Duroc Italiana
- Conservation status: not at risk
- Country of origin: Italy

Traits
- Weight: Male: 170 kg; Female: 160 kg;

Notes
- Breed standard

= Duroc Italiana =

Breed of pig

The Duroc Italiana is the Italian strain of the American Duroc breed of domestic pig. It is the third most numerous pig breed in Italy, after the Large White Italiana and the Italian Landrace. It is one of the seven pig breeds of foreign origin recognised by the Ministero delle Politiche Agricole Alimentari e Forestali, the Italian ministry of agriculture and forestry, and one of the four for which a genealogical herdbook is kept by the Associazione Nazionale Allevatori Suini, the Italian national association of pig-breeders.

==History==

A genealogical herdbook was established in 1980. In 2007 there were 6801 pigs registered; at the end of 2012 the total was 3985. Most of the population is concentrated in the Po Valley, where heavy pigs are mostly raised.

==Characteristics==

The Duroc Italiana is a large pig with grey skin and reddish hair.
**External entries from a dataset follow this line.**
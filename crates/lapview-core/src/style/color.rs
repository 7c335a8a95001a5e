//! Colour values for the draw list
//!
//! Style files store colours as CSS-like strings (`#RRGGBB`, `#RRGGBBAA`,
//! `rgb(r,g,b)`, `rgba(r,g,b,a)`). They are parsed once when the style is
//! deserialized; an unparsable colour logs a warning and falls back to white.

use serde::{Deserialize, Serialize};
use std::fmt;

/// Straight-alpha RGBA colour, components in 0.0..=1.0
#[derive(Debug, Clone, Copy, PartialEq, Serialize, Deserialize)]
#[serde(from = "String", into = "String")]
pub struct Rgba {
    pub r: f32,
    pub g: f32,
    pub b: f32,
    pub a: f32,
}

impl Rgba {
    pub const WHITE: Rgba = Rgba::new(1.0, 1.0, 1.0, 1.0);
    pub const BLACK: Rgba = Rgba::new(0.0, 0.0, 0.0, 1.0);
    pub const TRANSPARENT: Rgba = Rgba::new(0.0, 0.0, 0.0, 0.0);

    pub const fn new(r: f32, g: f32, b: f32, a: f32) -> Self {
        Self { r, g, b, a }
    }

    pub fn from_rgb8(r: u8, g: u8, b: u8) -> Self {
        Self::from_rgba8(r, g, b, 1.0)
    }

    pub fn from_rgba8(r: u8, g: u8, b: u8, a: f32) -> Self {
        Self {
            r: r as f32 / 255.0,
            g: g as f32 / 255.0,
            b: b as f32 / 255.0,
            a: a.clamp(0.0, 1.0),
        }
    }

    /// Parse a colour string, `None` when the format is not recognised
    pub fn parse(s: &str) -> Option<Self> {
        let s = s.trim();
        if let Some(args) = s
            .strip_prefix("rgba(")
            .or_else(|| s.strip_prefix("rgb("))
            .and_then(|rest| rest.strip_suffix(')'))
        {
            return parse_functional(args);
        }
        parse_hex(s.trim_start_matches('#'))
    }

    fn to_u8(component: f32) -> u8 {
        (component.clamp(0.0, 1.0) * 255.0).round() as u8
    }
}

fn parse_hex(hex: &str) -> Option<Rgba> {
    if !hex.is_ascii() || (hex.len() != 6 && hex.len() != 8) {
        return None;
    }
    let byte = |i: usize| u8::from_str_radix(&hex[i..i + 2], 16).ok();
    let alpha = if hex.len() == 8 {
        byte(6)? as f32 / 255.0
    } else {
        1.0
    };
    Some(Rgba::from_rgba8(byte(0)?, byte(2)?, byte(4)?, alpha))
}

// rgba(176,176,176) without alpha shows up in the stock palettes, accept it
fn parse_functional(args: &str) -> Option<Rgba> {
    let parts: Vec<&str> = args.split(',').map(str::trim).collect();
    if parts.len() != 3 && parts.len() != 4 {
        return None;
    }
    let channel = |s: &str| s.parse::<u8>().ok();
    let alpha = match parts.get(3) {
        Some(a) => a.parse::<f32>().ok()?,
        None => 1.0,
    };
    Some(Rgba::from_rgba8(
        channel(parts[0])?,
        channel(parts[1])?,
        channel(parts[2])?,
        alpha,
    ))
}

impl From<String> for Rgba {
    fn from(s: String) -> Self {
        Rgba::parse(&s).unwrap_or_else(|| {
            log::warn!("Invalid colour '{}', using white", s);
            Rgba::WHITE
        })
    }
}

impl From<&str> for Rgba {
    fn from(s: &str) -> Self {
        Rgba::from(s.to_string())
    }
}

impl From<Rgba> for String {
    fn from(c: Rgba) -> Self {
        c.to_string()
    }
}

impl fmt::Display for Rgba {
    fn fmt(&self, f: &mut fmt::Formatter<'_>) -> fmt::Result {
        let (r, g, b) = (Self::to_u8(self.r), Self::to_u8(self.g), Self::to_u8(self.b));
        if self.a >= 1.0 {
            write!(f, "#{:02x}{:02x}{:02x}", r, g, b)
        } else {
            write!(f, "rgba({},{},{},{})", r, g, b, self.a)
        }
    }
}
It is fast-growing and strong, particularly in the limbs; these qualities are transmitted to its offspring. For pigs to be brought to high finished weights standing on concrete floors, very strong limbs are desirable.

==Use==

The Duroc Italiana is used mostly to sire the crossbred "Italian heavy pigs" used to make prosciutto crudo and other salumi. Duroc boars are bred with Large White Italiana or Italian Landrace sows, or more frequently with hybrid sows from those two breeds. The pigs are usually farmed intensively and are slaughtered at a weight of 160–170 kg; the meat is almost all used to make preserved meat products such as Parma ham and prosciutto di San Daniele. Pure-bred Duroc Italiana pigs may not be used for this purpose.